Task details
Copy exactly the lines from the start of the data below through the one that carries "is not valid", and only those.

(Stored data)
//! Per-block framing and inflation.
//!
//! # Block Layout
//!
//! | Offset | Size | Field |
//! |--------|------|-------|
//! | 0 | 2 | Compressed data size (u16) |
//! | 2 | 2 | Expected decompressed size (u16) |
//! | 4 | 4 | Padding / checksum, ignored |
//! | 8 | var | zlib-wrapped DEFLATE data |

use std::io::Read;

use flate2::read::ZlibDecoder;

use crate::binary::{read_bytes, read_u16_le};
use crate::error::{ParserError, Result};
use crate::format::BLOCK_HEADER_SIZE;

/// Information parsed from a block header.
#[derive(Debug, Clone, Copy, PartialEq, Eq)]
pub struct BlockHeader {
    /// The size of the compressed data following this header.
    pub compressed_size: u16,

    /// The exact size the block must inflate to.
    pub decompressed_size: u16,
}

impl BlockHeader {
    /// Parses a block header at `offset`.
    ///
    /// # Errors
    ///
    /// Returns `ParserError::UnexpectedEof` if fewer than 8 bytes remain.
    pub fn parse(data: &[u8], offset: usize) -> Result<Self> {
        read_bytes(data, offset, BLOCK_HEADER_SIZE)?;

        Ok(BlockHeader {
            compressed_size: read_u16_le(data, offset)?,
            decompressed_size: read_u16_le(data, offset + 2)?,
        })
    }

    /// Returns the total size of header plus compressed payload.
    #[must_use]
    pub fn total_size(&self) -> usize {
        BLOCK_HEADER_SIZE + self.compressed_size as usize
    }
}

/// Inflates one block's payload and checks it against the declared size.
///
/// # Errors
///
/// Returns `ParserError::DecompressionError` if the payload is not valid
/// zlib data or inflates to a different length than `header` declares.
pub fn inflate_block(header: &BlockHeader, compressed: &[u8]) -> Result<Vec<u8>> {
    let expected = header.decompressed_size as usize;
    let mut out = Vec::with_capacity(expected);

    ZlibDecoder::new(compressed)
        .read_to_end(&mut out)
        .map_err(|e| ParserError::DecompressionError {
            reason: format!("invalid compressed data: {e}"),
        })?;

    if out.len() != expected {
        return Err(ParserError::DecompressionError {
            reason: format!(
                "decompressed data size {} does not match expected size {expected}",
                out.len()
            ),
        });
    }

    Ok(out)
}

Response box
//! Per-block framing and inflation.
//!
//! # Block Layout
//!
//! | Offset | Size | Field |
//! |--------|------|-------|
//! | 0 | 2 | Compressed data size (u16) |
//! | 2 | 2 | Expected decompressed size (u16) |
//! | 4 | 4 | Padding / checksum, ignored |
//! | 8 | var | zlib-wrapped DEFLATE data |

use std::io::Read;

use flate2::read::ZlibDecoder;

use crate::binary::{read_bytes, read_u16_le};
use crate::error::{ParserError, Result};
use crate::format::BLOCK_HEADER_SIZE;

/// Information parsed from a block header.
#[derive(Debug, Clone, Copy, PartialEq, Eq)]
pub struct BlockHeader {
    /// The size of the compressed data following this header.
    pub compressed_size: u16,

    /// The exact size the block must inflate to.
    pub decompressed_size: u16,
}

impl BlockHeader {
    /// Parses a block header at `offset`.
    ///
    /// # Errors
    ///
    /// Returns `ParserError::UnexpectedEof` if fewer than 8 bytes remain.
    pub fn parse(data: &[u8], offset: usize) -> Result<Self> {
        read_bytes(data, offset, BLOCK_HEADER_SIZE)?;

        Ok(BlockHeader {
            compressed_size: read_u16_le(data, offset)?,
            decompressed_size: read_u16_le(data, offset + 2)?,
        })
    }

    /// Returns the total size of header plus compressed payload.
    #[must_use]
    pub fn total_size(&self) -> usize {
        BLOCK_HEADER_SIZE + self.compressed_size as usize
    }
}

/// Inflates one block's payload and checks it against the declared size.
///
/// # Errors
///
/// Returns `ParserError::DecompressionError` if the payload is not valid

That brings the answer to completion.